(Saved data entries)
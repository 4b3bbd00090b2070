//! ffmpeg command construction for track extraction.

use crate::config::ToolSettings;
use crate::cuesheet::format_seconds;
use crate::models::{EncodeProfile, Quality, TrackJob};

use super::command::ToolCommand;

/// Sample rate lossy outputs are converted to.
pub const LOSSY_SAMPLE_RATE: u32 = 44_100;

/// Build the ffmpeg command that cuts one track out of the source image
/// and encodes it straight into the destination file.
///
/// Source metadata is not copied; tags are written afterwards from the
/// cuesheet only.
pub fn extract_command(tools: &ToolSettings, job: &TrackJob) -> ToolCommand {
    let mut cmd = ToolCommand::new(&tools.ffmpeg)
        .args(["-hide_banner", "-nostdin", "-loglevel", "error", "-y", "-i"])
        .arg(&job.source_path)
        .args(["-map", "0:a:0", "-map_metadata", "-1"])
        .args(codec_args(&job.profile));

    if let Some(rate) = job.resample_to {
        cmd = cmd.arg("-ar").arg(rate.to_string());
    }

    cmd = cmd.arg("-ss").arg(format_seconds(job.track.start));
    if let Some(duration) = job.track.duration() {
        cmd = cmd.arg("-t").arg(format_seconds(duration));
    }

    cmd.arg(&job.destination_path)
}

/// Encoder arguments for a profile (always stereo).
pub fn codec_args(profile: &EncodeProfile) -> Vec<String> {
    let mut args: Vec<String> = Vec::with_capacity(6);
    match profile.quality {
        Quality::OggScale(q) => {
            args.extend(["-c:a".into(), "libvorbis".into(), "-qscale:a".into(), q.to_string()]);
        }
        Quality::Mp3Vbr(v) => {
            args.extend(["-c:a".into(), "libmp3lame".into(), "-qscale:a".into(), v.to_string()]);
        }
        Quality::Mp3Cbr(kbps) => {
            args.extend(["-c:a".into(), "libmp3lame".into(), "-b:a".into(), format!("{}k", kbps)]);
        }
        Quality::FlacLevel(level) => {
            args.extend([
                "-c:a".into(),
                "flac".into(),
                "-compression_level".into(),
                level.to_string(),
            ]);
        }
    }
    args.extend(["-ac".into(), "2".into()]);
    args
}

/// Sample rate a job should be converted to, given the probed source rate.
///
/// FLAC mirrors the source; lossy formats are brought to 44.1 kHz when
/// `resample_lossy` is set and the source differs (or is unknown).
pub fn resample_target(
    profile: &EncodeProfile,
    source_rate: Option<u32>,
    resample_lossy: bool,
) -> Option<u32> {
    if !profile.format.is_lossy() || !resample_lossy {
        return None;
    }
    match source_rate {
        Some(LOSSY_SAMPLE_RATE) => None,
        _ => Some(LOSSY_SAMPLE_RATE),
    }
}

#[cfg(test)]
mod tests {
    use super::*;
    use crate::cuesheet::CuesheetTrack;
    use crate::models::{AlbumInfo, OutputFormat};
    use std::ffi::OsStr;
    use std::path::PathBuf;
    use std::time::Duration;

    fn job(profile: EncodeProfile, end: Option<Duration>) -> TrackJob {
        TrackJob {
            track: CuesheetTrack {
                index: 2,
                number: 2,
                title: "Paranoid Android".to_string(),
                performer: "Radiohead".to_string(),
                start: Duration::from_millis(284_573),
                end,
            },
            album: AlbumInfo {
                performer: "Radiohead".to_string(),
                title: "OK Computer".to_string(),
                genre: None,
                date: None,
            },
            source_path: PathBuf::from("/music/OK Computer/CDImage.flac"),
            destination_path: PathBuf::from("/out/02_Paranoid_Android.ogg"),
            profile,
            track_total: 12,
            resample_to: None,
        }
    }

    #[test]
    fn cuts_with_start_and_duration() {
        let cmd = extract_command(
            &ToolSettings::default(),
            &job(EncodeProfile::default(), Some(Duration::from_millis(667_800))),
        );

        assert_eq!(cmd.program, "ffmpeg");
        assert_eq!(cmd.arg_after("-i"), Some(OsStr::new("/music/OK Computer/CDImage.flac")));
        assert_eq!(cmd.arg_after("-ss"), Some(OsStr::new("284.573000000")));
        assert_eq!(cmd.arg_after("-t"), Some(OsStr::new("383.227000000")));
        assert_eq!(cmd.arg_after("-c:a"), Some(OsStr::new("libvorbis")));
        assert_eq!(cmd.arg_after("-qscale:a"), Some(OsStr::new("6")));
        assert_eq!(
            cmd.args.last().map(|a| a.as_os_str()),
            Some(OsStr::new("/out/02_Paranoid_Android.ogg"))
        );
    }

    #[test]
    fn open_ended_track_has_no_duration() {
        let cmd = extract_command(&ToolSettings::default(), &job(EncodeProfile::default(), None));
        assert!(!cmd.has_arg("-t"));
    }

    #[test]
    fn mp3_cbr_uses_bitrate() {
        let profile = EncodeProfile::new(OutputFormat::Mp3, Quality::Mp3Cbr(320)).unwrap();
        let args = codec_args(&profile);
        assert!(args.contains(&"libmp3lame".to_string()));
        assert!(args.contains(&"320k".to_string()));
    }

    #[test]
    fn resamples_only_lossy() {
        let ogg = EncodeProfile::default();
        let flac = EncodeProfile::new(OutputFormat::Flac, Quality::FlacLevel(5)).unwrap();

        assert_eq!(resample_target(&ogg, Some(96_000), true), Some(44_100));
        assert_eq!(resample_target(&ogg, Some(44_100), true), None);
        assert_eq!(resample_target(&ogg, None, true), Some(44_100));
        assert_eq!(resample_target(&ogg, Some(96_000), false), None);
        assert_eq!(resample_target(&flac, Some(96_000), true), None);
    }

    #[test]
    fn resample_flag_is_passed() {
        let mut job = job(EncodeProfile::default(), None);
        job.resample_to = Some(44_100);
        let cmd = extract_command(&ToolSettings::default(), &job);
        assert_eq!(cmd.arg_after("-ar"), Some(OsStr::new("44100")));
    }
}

## About this exercise
Look through the entries above; copy each line where the string "ToolCommand" appears.

## Output for this task
use super::command::ToolCommand;
pub fn extract_command(tools: &ToolSettings, job: &TrackJob) -> ToolCommand {
    let mut cmd = ToolCommand::new(&tools.ffmpeg)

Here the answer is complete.